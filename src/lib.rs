// Allow unwrap and unreadable literals in tests (test code is not production)
#![cfg_attr(test, allow(clippy::unwrap_used))]
#![cfg_attr(test, allow(clippy::unreadable_literal))]
//! Gemrail: a deterministic match-3 battle engine and a procedural rail board.
//!
//! The crate has two halves that share a seeded RNG:
//! - Battles: a gem grid with word pairs, elemental spirits that bank mana
//!   and cast spells, and enemies that attack on a timer
//! - Boards: stations snapped onto a grid, joined by A* roads, dressed with
//!   noise terrain and played as a property game
//!
//! # Architecture
//!
//! ```text
//! ┌─────────────────────────────────────┐
//! │   CLI: battle / sweep / world       │
//! ├──────────────────┬──────────────────┤
//! │  battle + spell  │  world + board   │
//! ├──────────────────┴──────────────────┤
//! │        rng (ChaCha8, seeded)        │
//! └─────────────────────────────────────┘
//! ```

pub mod battle;
pub mod board;
pub mod error;
pub mod rng;
pub mod spell;
pub mod world;

pub use error::{ConfigError, MapGenError, PurchaseError};
pub use rng::GameRng;

// Re-export the types most hosts need at crate root
pub use battle::{Battle, BattleEvent, BattleEvents, Element, LevelConfig, LevelOptions, Outcome, Pos};
pub use spell::{CastResult, SpellRegistry, SpellTarget};
pub use world::{GridPos, Station, TileGraph, World, WorldConfig, generate_world};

##########

What is wanted is the complete set of entries, returned verbatim.

**WRITTEN SOLUTION:**
filename src/lib.rs
// Allow unwrap and unreadable literals in tests (test code is not production)
#![cfg_attr(test, allow(clippy::unwrap_used))]
#![cfg_attr(test, allow(clippy::unreadable_literal))]
//! Gemrail: a deterministic match-3 battle engine and a procedural rail board.
//!
//! The crate has two halves that share a seeded RNG:
//! - Battles: a gem grid with word pairs, elemental spirits that bank mana
//!   and cast spells, and enemies that attack on a timer
//! - Boards: stations snapped onto a grid, joined by A* roads, dressed with
//!   noise terrain and played as a property game
//!
//! # Architecture
//!
//! ```text
//! ┌─────────────────────────────────────┐
//! │   CLI: battle / sweep / world       │
//! ├──────────────────┬──────────────────┤
//! │  battle + spell  │  world + board   │
//! ├──────────────────┴──────────────────┤
//! │        rng (ChaCha8, seeded)        │
//! └─────────────────────────────────────┘
//! ```

pub mod battle;
pub mod board;
pub mod error;
pub mod rng;
pub mod spell;
pub mod world;

pub use error::{ConfigError, MapGenError, PurchaseError};
pub use rng::GameRng;

// Re-export the types most hosts need at crate root
pub use battle::{Battle, BattleEvent, BattleEvents, Element, LevelConfig, LevelOptions, Outcome, Pos};
pub use spell::{CastResult, SpellRegistry, SpellTarget};
pub use world::{GridPos, Station, TileGraph, World, WorldConfig, generate_world};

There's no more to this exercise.